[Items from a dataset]

•••

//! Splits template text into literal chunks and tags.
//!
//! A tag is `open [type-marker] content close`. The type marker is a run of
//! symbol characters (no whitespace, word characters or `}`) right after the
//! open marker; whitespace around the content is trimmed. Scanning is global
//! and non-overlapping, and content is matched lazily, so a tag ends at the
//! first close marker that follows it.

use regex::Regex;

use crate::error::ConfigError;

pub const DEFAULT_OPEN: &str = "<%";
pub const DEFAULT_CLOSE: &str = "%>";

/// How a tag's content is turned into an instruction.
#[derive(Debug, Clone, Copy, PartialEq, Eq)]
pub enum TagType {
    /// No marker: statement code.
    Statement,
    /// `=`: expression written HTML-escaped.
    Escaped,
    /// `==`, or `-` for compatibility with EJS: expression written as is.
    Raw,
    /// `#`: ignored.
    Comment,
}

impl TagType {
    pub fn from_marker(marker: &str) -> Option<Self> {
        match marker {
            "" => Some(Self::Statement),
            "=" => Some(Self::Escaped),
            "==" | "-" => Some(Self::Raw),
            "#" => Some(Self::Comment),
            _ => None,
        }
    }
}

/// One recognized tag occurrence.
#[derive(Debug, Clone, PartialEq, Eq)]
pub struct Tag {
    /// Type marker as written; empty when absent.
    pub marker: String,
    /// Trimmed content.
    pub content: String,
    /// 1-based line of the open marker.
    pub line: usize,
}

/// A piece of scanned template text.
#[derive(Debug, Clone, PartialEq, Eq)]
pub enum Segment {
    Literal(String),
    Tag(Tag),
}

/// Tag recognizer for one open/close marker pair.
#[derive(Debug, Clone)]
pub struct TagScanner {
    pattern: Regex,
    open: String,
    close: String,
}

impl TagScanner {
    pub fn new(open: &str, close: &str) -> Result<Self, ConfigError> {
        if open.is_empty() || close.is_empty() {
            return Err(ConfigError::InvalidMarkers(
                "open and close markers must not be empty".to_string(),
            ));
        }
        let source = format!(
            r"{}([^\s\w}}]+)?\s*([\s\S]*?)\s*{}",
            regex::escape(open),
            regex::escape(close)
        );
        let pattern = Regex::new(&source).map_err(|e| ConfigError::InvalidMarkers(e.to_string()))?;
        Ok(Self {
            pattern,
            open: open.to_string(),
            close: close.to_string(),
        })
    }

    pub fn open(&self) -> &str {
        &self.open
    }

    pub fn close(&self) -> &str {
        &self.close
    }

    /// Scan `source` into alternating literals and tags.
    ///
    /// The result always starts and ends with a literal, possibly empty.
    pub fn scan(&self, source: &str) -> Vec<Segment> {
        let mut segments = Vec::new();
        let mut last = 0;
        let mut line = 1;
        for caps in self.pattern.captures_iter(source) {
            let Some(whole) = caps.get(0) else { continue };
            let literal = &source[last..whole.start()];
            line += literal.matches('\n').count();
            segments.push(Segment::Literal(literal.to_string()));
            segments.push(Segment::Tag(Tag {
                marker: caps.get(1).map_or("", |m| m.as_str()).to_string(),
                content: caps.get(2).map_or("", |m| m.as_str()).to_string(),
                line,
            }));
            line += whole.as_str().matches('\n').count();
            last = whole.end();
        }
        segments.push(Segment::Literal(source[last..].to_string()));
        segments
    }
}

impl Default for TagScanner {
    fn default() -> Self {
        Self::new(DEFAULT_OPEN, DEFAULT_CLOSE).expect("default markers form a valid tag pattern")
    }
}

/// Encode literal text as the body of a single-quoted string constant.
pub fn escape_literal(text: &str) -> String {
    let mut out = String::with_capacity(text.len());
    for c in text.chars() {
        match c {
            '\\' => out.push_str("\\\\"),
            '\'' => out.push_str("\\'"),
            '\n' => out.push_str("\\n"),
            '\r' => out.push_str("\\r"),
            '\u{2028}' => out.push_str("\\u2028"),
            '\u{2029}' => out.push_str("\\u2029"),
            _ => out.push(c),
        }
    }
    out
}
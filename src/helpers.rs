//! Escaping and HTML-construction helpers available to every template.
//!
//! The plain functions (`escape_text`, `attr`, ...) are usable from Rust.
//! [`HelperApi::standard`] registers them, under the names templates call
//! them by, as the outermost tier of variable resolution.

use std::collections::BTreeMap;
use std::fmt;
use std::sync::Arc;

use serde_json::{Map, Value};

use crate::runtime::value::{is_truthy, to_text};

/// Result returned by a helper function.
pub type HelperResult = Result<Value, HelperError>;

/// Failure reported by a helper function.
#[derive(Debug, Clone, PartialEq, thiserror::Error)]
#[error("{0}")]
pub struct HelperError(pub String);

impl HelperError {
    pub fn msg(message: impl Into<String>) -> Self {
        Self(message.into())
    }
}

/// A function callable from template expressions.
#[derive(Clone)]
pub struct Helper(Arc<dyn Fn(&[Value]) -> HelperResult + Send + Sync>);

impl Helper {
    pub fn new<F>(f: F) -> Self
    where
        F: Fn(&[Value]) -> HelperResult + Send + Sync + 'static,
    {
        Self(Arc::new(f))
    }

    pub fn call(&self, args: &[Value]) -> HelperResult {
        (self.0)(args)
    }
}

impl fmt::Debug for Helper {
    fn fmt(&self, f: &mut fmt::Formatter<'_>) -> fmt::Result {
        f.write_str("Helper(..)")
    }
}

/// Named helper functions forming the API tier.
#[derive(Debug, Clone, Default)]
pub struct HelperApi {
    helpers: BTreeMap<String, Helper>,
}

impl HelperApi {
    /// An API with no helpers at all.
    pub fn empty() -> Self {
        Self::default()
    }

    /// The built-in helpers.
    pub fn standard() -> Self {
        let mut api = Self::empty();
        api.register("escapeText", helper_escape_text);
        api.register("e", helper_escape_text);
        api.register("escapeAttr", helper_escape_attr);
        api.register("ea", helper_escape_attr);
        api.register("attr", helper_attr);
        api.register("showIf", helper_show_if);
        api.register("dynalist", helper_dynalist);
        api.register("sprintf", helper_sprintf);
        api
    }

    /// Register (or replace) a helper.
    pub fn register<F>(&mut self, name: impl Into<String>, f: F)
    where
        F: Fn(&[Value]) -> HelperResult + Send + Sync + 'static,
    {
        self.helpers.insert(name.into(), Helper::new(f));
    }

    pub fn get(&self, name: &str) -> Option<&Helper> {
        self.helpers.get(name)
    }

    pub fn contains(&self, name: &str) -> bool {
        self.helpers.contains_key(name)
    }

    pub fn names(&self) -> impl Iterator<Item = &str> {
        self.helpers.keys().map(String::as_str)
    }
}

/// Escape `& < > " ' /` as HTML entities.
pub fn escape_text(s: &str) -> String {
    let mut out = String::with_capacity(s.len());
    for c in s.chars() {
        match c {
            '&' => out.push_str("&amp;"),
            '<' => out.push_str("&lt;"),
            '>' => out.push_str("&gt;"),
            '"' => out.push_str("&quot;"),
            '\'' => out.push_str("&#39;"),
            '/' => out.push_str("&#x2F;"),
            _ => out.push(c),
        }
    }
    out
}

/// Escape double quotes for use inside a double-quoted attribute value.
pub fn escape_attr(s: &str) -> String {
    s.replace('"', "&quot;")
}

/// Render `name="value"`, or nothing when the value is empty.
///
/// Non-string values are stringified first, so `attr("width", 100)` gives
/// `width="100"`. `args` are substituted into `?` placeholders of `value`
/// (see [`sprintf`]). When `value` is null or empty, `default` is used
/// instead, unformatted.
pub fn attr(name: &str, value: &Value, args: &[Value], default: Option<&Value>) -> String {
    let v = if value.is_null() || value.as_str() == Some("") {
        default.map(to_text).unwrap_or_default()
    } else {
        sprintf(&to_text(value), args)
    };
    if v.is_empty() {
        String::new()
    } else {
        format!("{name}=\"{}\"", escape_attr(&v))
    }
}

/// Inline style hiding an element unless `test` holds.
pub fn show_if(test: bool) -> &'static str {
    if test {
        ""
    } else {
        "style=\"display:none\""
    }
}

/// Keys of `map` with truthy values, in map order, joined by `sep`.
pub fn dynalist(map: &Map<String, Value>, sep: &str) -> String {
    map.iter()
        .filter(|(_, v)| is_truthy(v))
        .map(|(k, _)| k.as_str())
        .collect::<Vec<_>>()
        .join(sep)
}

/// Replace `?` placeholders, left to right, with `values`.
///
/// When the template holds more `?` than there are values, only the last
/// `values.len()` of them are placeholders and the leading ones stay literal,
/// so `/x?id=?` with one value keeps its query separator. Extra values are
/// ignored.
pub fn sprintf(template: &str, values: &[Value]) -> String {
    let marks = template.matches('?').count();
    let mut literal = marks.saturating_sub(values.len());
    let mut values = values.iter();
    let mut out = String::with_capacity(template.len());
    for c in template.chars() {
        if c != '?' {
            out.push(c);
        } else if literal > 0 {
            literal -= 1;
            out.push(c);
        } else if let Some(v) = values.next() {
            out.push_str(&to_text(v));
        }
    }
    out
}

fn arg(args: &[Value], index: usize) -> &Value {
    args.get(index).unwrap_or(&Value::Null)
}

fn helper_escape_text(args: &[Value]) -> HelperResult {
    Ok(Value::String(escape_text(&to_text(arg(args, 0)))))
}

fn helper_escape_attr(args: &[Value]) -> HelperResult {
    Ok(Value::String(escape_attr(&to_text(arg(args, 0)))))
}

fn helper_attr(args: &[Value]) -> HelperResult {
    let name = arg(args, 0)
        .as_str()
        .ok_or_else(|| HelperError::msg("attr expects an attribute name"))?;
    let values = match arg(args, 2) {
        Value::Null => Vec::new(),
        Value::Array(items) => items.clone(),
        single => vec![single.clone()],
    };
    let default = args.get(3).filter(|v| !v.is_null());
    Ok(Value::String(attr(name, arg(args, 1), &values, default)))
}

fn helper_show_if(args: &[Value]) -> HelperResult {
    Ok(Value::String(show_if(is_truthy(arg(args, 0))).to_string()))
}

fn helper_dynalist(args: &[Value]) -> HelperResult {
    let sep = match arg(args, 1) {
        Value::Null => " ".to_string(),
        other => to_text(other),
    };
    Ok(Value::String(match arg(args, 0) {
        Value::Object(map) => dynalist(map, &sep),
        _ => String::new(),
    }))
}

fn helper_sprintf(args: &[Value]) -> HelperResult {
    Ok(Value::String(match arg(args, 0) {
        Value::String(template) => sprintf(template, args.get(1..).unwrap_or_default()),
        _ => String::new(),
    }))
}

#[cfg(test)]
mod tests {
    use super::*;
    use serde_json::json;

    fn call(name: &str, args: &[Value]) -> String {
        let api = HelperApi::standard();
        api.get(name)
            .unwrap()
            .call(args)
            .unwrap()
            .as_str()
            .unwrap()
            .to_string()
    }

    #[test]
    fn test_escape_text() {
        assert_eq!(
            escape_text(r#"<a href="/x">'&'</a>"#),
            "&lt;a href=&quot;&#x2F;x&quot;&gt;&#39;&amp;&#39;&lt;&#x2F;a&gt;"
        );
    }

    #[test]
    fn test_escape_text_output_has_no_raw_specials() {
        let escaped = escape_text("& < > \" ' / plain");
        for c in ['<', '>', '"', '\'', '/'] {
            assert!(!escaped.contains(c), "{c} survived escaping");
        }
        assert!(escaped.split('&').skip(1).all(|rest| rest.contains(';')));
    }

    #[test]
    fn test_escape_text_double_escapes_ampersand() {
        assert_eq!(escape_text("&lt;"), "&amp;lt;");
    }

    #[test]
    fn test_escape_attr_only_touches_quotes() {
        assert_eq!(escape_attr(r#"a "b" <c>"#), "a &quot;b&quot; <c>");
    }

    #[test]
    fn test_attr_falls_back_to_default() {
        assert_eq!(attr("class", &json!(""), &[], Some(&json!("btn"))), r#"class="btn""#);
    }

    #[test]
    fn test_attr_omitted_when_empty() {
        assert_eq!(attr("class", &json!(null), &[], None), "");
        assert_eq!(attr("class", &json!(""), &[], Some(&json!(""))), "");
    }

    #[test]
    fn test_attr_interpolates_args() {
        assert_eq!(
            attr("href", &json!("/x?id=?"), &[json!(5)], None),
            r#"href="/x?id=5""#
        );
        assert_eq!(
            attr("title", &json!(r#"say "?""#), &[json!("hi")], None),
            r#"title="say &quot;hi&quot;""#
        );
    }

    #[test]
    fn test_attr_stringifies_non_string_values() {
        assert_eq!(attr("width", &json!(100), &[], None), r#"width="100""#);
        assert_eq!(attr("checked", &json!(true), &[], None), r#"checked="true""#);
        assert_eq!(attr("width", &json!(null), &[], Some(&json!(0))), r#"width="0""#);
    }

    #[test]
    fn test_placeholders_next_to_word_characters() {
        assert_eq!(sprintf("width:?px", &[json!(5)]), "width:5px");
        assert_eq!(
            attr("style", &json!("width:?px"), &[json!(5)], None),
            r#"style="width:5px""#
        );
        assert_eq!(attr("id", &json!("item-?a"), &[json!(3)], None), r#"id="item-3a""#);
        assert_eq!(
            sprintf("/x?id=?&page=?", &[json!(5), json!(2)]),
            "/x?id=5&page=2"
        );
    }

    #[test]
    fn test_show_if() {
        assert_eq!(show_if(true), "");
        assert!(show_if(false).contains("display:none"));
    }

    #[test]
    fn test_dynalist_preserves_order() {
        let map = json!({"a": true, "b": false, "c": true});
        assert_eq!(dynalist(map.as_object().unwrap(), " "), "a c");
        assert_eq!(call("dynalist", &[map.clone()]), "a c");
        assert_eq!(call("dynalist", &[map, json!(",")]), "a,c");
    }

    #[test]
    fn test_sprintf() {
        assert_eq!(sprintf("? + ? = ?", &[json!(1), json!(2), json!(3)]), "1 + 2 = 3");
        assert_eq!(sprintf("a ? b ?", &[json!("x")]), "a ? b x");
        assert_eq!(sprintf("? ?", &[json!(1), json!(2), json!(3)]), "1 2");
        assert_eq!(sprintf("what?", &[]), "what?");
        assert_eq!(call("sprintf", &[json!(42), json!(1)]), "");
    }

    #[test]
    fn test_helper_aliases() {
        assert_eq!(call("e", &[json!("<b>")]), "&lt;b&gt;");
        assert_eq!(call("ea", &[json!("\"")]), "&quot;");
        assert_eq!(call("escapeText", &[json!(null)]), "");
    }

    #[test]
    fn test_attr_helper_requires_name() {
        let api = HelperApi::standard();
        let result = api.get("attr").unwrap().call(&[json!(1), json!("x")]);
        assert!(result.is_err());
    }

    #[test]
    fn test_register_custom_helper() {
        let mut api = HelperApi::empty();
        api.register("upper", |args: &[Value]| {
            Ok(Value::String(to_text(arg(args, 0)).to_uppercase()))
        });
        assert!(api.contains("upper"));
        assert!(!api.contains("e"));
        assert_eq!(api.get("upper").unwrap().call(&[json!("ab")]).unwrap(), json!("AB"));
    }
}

•••

(Task statement)
Using the data above, return every line that contains the string "HelperError".

(Answer to this task)
pub type HelperResult = Result<Value, HelperError>;
pub struct HelperError(pub String);
impl HelperError {
        .ok_or_else(|| HelperError::msg("attr expects an attribute name"))?;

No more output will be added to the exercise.